Saved entries =
▼▼▼
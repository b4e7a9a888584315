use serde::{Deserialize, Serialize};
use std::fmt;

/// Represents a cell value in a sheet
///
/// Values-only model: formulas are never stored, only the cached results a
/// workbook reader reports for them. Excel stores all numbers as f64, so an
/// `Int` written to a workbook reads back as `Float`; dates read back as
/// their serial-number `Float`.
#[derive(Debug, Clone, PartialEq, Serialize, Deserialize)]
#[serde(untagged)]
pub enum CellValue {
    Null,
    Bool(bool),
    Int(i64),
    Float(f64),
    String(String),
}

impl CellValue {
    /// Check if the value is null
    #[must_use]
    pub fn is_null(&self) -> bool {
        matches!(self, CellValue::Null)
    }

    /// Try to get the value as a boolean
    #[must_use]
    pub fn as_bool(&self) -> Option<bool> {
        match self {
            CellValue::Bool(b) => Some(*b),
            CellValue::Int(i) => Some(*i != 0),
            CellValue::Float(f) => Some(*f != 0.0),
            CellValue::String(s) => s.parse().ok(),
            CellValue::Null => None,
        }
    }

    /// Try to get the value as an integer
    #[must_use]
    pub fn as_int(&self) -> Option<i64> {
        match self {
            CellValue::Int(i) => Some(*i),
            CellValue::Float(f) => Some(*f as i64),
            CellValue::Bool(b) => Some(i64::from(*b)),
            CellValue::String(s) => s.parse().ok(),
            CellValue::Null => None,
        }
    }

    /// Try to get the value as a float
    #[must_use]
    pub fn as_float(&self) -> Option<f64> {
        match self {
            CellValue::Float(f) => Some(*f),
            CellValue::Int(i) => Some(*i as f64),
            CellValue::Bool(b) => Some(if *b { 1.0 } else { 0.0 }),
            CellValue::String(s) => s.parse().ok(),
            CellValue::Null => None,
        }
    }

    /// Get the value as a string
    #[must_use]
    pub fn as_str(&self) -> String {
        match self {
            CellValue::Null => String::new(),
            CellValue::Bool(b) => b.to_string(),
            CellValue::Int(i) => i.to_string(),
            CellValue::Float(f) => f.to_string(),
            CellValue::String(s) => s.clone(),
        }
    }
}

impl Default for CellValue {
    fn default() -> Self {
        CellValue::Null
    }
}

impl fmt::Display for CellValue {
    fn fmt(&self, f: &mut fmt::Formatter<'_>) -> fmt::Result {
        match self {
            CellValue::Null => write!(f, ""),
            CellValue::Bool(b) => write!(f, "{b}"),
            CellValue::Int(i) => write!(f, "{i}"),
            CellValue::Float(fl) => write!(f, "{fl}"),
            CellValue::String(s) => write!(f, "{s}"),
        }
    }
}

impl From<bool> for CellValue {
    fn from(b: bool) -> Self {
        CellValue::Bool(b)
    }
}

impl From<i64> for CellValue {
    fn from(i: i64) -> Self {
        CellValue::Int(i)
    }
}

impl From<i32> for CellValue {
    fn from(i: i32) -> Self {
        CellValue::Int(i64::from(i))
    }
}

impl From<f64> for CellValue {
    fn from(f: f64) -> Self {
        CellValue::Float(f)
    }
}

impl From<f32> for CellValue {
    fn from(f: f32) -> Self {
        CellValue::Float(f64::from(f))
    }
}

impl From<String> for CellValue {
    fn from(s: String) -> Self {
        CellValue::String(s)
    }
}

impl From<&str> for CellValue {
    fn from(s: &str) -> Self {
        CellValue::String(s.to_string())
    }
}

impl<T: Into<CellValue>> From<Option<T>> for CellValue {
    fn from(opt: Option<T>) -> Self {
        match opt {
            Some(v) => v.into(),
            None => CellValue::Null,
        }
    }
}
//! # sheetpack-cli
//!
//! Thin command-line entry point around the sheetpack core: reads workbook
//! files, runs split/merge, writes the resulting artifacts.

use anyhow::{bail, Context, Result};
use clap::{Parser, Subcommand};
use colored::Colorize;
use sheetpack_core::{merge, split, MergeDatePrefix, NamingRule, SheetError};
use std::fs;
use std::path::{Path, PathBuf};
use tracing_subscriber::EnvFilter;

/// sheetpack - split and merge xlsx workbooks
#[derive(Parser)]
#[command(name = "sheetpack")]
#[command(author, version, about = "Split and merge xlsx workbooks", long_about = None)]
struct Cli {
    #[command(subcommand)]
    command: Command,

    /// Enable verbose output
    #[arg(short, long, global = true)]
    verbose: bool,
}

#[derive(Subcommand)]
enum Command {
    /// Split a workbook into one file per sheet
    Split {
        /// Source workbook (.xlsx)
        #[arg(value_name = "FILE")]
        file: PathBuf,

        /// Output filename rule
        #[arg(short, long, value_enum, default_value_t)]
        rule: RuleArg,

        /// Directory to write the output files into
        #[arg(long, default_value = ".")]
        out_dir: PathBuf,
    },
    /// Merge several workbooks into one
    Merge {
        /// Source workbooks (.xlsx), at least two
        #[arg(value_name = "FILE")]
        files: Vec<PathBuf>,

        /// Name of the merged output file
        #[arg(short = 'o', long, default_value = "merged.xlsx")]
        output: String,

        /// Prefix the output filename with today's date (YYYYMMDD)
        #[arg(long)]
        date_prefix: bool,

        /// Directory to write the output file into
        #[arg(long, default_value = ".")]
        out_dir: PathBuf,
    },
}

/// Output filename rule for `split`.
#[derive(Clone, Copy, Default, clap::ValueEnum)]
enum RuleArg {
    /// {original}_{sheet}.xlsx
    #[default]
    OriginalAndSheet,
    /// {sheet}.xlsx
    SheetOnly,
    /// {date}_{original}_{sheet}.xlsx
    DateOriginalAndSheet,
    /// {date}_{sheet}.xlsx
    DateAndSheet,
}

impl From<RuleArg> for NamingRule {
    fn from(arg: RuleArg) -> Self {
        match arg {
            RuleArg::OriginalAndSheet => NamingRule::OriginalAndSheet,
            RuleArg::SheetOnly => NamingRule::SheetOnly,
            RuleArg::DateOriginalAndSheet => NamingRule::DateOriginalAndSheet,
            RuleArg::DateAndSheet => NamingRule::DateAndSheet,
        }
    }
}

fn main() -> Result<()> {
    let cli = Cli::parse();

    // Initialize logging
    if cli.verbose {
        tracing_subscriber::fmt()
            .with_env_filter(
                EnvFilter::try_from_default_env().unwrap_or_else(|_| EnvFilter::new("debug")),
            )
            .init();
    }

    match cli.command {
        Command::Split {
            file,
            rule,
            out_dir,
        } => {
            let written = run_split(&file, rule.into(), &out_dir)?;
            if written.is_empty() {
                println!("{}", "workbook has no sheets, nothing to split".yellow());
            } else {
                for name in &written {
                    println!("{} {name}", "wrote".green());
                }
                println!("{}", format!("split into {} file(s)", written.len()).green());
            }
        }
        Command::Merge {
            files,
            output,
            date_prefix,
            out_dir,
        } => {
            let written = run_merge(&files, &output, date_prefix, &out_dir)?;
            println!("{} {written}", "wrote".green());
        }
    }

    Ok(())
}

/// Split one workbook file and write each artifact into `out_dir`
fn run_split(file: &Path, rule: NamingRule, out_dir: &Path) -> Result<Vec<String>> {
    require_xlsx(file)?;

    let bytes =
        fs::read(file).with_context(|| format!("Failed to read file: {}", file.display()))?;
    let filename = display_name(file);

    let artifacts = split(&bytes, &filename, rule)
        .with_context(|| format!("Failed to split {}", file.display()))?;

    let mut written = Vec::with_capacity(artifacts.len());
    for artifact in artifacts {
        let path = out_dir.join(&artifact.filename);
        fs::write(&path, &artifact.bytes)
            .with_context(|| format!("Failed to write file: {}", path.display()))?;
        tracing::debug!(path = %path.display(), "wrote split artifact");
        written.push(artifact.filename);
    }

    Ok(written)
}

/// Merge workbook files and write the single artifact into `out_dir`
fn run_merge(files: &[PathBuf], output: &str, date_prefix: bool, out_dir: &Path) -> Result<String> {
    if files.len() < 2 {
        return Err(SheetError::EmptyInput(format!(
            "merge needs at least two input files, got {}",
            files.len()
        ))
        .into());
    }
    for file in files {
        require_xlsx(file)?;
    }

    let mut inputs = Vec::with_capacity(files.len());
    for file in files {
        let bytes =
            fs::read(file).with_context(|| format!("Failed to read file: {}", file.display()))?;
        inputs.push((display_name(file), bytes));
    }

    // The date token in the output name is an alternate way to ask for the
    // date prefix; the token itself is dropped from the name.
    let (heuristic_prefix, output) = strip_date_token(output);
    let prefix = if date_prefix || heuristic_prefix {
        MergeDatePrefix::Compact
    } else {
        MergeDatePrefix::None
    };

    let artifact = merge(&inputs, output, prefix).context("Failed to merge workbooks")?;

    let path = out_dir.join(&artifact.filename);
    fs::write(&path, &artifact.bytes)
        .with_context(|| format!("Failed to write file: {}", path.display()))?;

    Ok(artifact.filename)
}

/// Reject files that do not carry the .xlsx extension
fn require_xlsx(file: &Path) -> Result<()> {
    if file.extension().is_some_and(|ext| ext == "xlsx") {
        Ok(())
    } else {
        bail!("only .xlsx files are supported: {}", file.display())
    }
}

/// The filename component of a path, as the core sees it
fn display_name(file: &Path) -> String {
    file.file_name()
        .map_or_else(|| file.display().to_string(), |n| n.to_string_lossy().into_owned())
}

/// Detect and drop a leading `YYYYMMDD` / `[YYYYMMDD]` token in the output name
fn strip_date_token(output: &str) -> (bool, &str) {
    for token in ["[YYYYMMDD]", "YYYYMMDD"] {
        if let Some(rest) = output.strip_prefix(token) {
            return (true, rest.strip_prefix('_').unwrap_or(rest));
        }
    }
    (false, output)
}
▲▲▲
▼▼▼
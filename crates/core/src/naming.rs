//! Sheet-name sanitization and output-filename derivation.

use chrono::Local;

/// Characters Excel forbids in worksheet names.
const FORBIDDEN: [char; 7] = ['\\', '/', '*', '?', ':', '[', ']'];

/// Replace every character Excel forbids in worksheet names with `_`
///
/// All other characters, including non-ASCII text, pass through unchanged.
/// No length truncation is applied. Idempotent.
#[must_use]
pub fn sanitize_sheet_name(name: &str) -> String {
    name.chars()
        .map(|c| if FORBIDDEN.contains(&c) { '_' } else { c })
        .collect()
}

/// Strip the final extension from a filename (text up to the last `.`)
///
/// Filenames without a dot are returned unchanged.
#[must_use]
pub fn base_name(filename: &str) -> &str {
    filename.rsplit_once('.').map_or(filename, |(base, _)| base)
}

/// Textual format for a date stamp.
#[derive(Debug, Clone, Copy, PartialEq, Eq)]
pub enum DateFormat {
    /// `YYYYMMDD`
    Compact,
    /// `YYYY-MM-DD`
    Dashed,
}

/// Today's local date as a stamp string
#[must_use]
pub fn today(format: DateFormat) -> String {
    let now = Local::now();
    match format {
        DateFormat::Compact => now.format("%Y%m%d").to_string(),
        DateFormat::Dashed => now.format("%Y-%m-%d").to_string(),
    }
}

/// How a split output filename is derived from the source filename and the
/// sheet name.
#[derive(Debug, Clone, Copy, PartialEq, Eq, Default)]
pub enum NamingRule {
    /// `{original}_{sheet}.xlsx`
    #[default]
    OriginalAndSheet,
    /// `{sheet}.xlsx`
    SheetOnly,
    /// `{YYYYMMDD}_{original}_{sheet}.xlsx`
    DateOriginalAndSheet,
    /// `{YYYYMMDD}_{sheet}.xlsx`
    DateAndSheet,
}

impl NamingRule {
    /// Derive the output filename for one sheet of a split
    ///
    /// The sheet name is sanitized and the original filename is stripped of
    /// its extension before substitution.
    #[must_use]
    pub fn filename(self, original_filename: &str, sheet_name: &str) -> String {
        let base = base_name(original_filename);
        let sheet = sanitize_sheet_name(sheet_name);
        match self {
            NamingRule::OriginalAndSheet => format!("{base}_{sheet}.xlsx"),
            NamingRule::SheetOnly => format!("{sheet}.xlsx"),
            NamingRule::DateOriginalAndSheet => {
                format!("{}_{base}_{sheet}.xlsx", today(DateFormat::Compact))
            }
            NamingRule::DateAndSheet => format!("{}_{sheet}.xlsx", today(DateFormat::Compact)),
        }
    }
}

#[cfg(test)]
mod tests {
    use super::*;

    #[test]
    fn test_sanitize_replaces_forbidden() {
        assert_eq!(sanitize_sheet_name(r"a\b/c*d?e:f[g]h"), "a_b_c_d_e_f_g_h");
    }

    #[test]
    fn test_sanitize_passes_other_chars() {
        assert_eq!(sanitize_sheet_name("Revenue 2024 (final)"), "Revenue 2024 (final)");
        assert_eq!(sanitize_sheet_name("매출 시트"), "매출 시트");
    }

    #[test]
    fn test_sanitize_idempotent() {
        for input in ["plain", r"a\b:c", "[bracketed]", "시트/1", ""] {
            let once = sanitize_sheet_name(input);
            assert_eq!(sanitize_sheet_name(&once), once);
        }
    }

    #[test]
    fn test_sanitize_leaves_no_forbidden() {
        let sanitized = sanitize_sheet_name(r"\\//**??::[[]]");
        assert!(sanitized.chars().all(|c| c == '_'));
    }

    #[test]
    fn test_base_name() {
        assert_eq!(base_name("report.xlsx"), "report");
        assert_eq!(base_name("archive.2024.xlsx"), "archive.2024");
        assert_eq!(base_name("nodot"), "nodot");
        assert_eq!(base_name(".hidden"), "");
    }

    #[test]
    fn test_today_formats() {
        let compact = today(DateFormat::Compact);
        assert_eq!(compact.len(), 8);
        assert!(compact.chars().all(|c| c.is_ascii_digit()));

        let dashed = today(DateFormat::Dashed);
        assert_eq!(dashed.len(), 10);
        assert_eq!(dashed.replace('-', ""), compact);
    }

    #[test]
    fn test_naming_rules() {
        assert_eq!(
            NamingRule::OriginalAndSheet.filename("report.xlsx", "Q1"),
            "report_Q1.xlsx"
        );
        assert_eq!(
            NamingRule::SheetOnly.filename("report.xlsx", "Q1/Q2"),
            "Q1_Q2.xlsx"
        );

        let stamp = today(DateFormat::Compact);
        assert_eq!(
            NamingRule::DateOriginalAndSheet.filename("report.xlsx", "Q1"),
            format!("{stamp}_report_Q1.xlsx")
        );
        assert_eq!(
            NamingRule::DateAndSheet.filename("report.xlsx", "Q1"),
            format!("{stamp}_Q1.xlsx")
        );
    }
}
▲▲▲
Task instructions = For each line above that contains the word "stamp", copy that line.

Reply =
/// Textual format for a date stamp.
/// Today's local date as a stamp string
        let stamp = today(DateFormat::Compact);
            format!("{stamp}_report_Q1.xlsx")
            format!("{stamp}_Q1.xlsx")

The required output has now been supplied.